The biggest gift you can give to any human being is to acknowledge their existence through kindness. Even if it's just with a smile and a friendly word. By doing that, you also acknowledge their struggles, sorrows, and loneliness. We are all lonely. Without exception. It's easy to feel totally alone in a room full of people. But by spending five minutes of your time with another human being, you share in their life. For those five minutes, their no longer alone with their problems. And, that makes a big difference. For all of us.
By no small coincidence, you happen to have an extra five minutes to do just that! Actually, you have an extra 1, 440 minutes...starting tomorrow. How fortunate. It's almost as if it's Fate. Nah, not Fate. Fate happens to you. But Destiny, well, that's a choice.

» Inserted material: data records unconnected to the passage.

//! textsql: plain English in, SQL out.
//!
//! # Usage
//!
//! ```bash
//! # Translate one sentence
//! textsql "show employees with salary at least 50000"
//!
//! # See every pipeline stage
//! textsql explain "list orders where amount > 2000"
//!
//! # Interactive mode
//! textsql repl
//! ```

use anyhow::{Context, Result, bail};
use clap::{Parser, Subcommand, ValueEnum};
use colored::*;
use std::path::PathBuf;
use textsql::prelude::*;
use textsql::repl;
use textsql::translator::SAMPLE_SENTENCES;
use tracing_subscriber::EnvFilter;

#[derive(Parser)]
#[command(name = "textsql")]
#[command(version)]
#[command(about = "Translate plain-English requests into SQL SELECT statements", long_about = None)]
#[command(after_help = "EXAMPLES:
    textsql 'show all students'
    textsql 'get orders where amount > 2000 and status = pending' --format json
    textsql --schema shop.toml explain 'customers in delhi with age at least 30'")]
struct Cli {
    /// The sentence to translate
    query: Option<String>,

    /// Output format
    #[arg(short, long, value_enum, default_value = "text")]
    format: OutputFormat,

    /// Configuration file (default: ./textsql.toml, then the user config dir)
    #[arg(long, env = "TEXTSQL_CONFIG")]
    config: Option<PathBuf>,

    /// Schema definition file, overrides the configuration
    #[arg(long, env = "TEXTSQL_SCHEMA")]
    schema: Option<PathBuf>,

    /// Column compared against bare dates
    #[arg(long)]
    date_column: Option<String>,

    /// Verbose output (debug logging on stderr)
    #[arg(short, long)]
    verbose: bool,

    #[command(subcommand)]
    command: Option<Commands>,
}

#[derive(Clone, ValueEnum)]
enum OutputFormat {
    Text,
    Json,
}

#[derive(Subcommand)]
enum Commands {
    /// Show how a sentence moves through the pipeline
    Explain {
        /// The sentence to explain
        query: String,
    },
    /// Interactive REPL mode
    Repl,
    /// Translate the built-in sample sentences
    Examples,
    /// Show the active schema
    Schema,
}

fn main() {
    let cli = Cli::parse();
    init_tracing(cli.verbose);

    if let Err(e) = run(&cli) {
        eprintln!("{} {:#}", "Error:".red().bold(), e);
        std::process::exit(1);
    }
}

fn init_tracing(verbose: bool) {
    let default = if verbose { "textsql=debug" } else { "textsql=warn" };
    let filter = EnvFilter::try_from_default_env().unwrap_or_else(|_| EnvFilter::new(default));
    tracing_subscriber::fmt()
        .with_env_filter(filter)
        .with_writer(std::io::stderr)
        .init();
}

fn run(cli: &Cli) -> Result<()> {
    let mut config = Config::resolve(cli.config.as_deref()).context("loading configuration")?;
    if let Some(schema) = &cli.schema {
        config = config.builder().schema(schema.clone()).build();
    }
    if let Some(column) = &cli.date_column {
        config = config.builder().date_column(column.clone()).build();
    }
    let translator = config.translator().context("building translator")?;

    match &cli.command {
        Some(Commands::Explain { query }) => explain_query(&translator, query)?,
        Some(Commands::Repl) => repl::run_repl(&translator, config.history_path().as_deref()),
        Some(Commands::Examples) => run_examples(&translator, &cli.format)?,
        Some(Commands::Schema) => show_schema(&translator, &cli.format)?,
        None => match &cli.query {
            Some(query) => print_translation(&translator, query, &cli.format)?,
            None => {
                println!("{}", "textsql: plain English in, SQL out".cyan().bold());
                println!();
                println!("Usage: textsql <SENTENCE> [OPTIONS]");
                println!();
                println!("Try: textsql --help");
            }
        },
    }

    Ok(())
}

fn print_translation(translator: &Translator, query: &str, format: &OutputFormat) -> Result<()> {
    match format {
        OutputFormat::Text => println!("{}", translator.translate(query)),
        OutputFormat::Json => {
            let value = match translator.analyze(query) {
                Ok(translation) => serde_json::to_value(&translation)?,
                Err(e) => serde_json::json!({ "input": query, "error": e.to_string() }),
            };
            println!("{}", serde_json::to_string_pretty(&value)?);
        }
    }
    Ok(())
}

fn run_examples(translator: &Translator, format: &OutputFormat) -> Result<()> {
    if let OutputFormat::Json = format {
        let pairs: Vec<_> = SAMPLE_SENTENCES
            .iter()
            .map(|s| serde_json::json!({ "input": s, "output": translator.translate(s) }))
            .collect();
        println!("{}", serde_json::to_string_pretty(&pairs)?);
        return Ok(());
    }

    println!("{}", "=== Examples (text → SQL) ===".cyan().bold());
    for sentence in SAMPLE_SENTENCES {
        println!();
        println!("{} {}", "Text:".dimmed(), sentence.yellow());
        println!("{} {}", "SQL: ".dimmed(), translator.translate(sentence).white());
    }
    Ok(())
}

fn show_schema(translator: &Translator, format: &OutputFormat) -> Result<()> {
    match format {
        OutputFormat::Json => println!("{}", serde_json::to_string_pretty(translator.schema())?),
        OutputFormat::Text => repl::show_schema(translator),
    }
    Ok(())
}

fn explain_query(translator: &Translator, query: &str) -> Result<()> {
    println!("{}", "textsql Query Explanation".cyan().bold());
    println!();
    println!("{} {}", "Input:".dimmed(), query.yellow());
    println!();

    let translation = match translator.analyze(query) {
        Ok(t) => t,
        Err(e) => bail!("not translated: {}", e),
    };

    println!("{}", "Pipeline:".green().bold());
    println!("  {} {}", "Normalized:".dimmed(), translation.normalized.white());
    println!("  {} {}", "Tables:".dimmed(), translation.tables.join(", ").cyan());

    match &translation.query.fields {
        Fields::Star => println!("  {} {}", "Fields:".dimmed(), "*".white()),
        Fields::Columns(cols) => {
            println!("  {}", "Fields:".dimmed());
            for col in cols {
                println!("    • {}", col.white());
            }
        }
    }

    println!("  {} {}", "Conditions from:".dimmed(), translation.condition_text.white());
    let filter = &translation.query.filter;
    if filter.is_empty() {
        println!("    {}", "(none)".dimmed());
    }
    for (i, clause) in filter.clauses.iter().enumerate() {
        let prefix = if i == 0 {
            if filter.negate_first { "NOT".to_string() } else { String::new() }
        } else {
            filter.connector_before(i).to_string()
        };
        println!("    {:6} {}", prefix.cyan(), clause.to_sql().white());
    }

    let from = &translation.query.from;
    println!("  {} {}", "From:".dimmed(), from.to_sql().white());
    for join in &from.joins {
        let kind = match join {
            Join::Inner { .. } => "inner join",
            Join::Cross { .. } => "cross join",
        };
        println!("    {} {}", kind.dimmed(), join.table().cyan());
    }

    println!();
    println!("{}", "Generated SQL:".green().bold());
    println!("  {}", translation.sql.white());
    Ok(())
}

#[cfg(test)]
mod tests {
    use super::*;

    #[test]
    fn test_explain_fails_when_not_translated() {
        let translator = Translator::default();
        let err = explain_query(&translator, "   ").unwrap_err();
        assert_eq!(err.to_string(), "not translated: Empty input.");
        let err = explain_query(&translator, "what is the weather").unwrap_err();
        assert_eq!(err.to_string(), "not translated: Could not detect table.");
    }

    #[test]
    fn test_explain_succeeds() {
        let translator = Translator::default();
        assert!(explain_query(&translator, "show orders and customers").is_ok());
    }
}
//! Client Settings
//!
//! The two sidebar toggles. Kill switch is display state only (there
//! is no traffic to block); auto-connect makes the frontend press the
//! connect button once at startup.

use serde::{Deserialize, Serialize};
use std::path::Path;

/// User-facing toggles
#[derive(Debug, Clone, Copy, PartialEq, Eq, Serialize, Deserialize)]
pub struct Settings {
    /// "Block internet if VPN disconnects" (display only)
    #[serde(default = "default_true")]
    pub kill_switch: bool,
    /// "Connect on startup"
    #[serde(default)]
    pub auto_connect: bool,
}

fn default_true() -> bool {
    true
}

impl Default for Settings {
    fn default() -> Self {
        Self {
            kill_switch: true,
            auto_connect: false,
        }
    }
}

impl Settings {
    /// Load from TOML file
    pub fn from_toml_file(path: &Path) -> Result<Self, SettingsError> {
        let content =
            std::fs::read_to_string(path).map_err(|e| SettingsError::IoError(e.to_string()))?;
        Self::from_toml(&content)
    }

    /// Load from TOML string
    pub fn from_toml(content: &str) -> Result<Self, SettingsError> {
        toml::from_str(content).map_err(|e| SettingsError::ParseError(e.to_string()))
    }

    /// Export as TOML
    pub fn to_toml(&self) -> String {
        toml::to_string_pretty(self).unwrap_or_default()
    }
}

/// Settings errors
#[derive(Debug, Clone, thiserror::Error)]
pub enum SettingsError {
    #[error("IO error: {0}")]
    IoError(String),

    #[error("Parse error: {0}")]
    ParseError(String),
}

#[cfg(test)]
mod tests {
    use super::*;

    #[test]
    fn test_defaults() {
        let settings = Settings::default();

        assert!(settings.kill_switch);
        assert!(!settings.auto_connect);
    }

    #[test]
    fn test_partial_file_fills_defaults() {
        let settings = Settings::from_toml("auto_connect = true\n").unwrap();

        assert!(settings.kill_switch);
        assert!(settings.auto_connect);

        let settings = Settings::from_toml("").unwrap();
        assert_eq!(settings, Settings::default());
    }

    #[test]
    fn test_toml_roundtrip() {
        let settings = Settings {
            kill_switch: false,
            auto_connect: true,
        };

        let parsed = Settings::from_toml(&settings.to_toml()).unwrap();
        assert_eq!(parsed, settings);
    }

    #[test]
    fn test_bad_file_is_an_error() {
        let result = Settings::from_toml("kill_switch = \"maybe\"");
        assert!(matches!(result, Err(SettingsError::ParseError(_))));
    }
}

Like choosing to help ease someone's pain instead of pretending they don't exist.
You really can't effect much change in your own world in just 24 hours, but you CAN change someone else's in that time. If you took even three out of those 24 extra hours and used it to improve people's lives, you will have used that time well. Instead of watching an extra day of Netflix or playing more video games, try calling the person you haven't spoken to in over a year. Reconnect with someone you may not have treated entirely fairly. Make plans to see far-flung family. Schedule that lunch or coffee you keep putting off with the friend who deserves better. Do at least one thing with that one extra day to bring happiness to at least one other person. To make them feel less alone, more valuable...worthy of your time and attention.
When you do that, you are expressing real love, connecting to positive energy. There is no better way to use your extra 24-hours. By investing that precious gift of time in the happiness of others, you are investing in yourself. Your life will improve. You'll be the first person people think of when opportunity knocks. When they see your name, your face, they will smile. They will feel happier, and mindfully act in joy. Others connected to those you have helped will then benefit, too.
"A single grain of rice can tip the scale."
The above quote is from the Disney movie, Mulan. But the sentiment is much older. It can be found in verses throughout both the Old and New Testaments. Great minds like Dr. King, John F. Kennedy, Jimmy Carter, Ralph Waldo Emerson, and the Mahatma have all famously said something similar as well. Because, it's true. One person can make a difference...especially when that one person has one whole day of extra time.
You are that grain of rice for someone else. When you give value to another person's life by sharing your time, that person then feels worthy and can bring the same light to another soul. Like dominoes. It's a chain reaction, pushing your positive energy into the next life, and the next, and the next...until, one day, there are more people improving the lives of others than spreading misery. Real love will rule the world, not greed or jealousy or anger or pride. With positive energy, those things don't exist. But joy does. Peace is even possible. At least, it can be. One soul at a time.
PS: To all the #TwinFlames out there, the 29th is an "11" and when the current month and year are simplified and added together, you get a second "11." So, unlike any other year to come, February 29, 2016 holds a great deal of positive cosmic energy for #TwinFlames. In that same way, the entire month of February 2016 has had a positive effect on #TwinFlame energy. Good luck! May your #TwinFlame journey be smooth, and, may you come back to reunion quickly.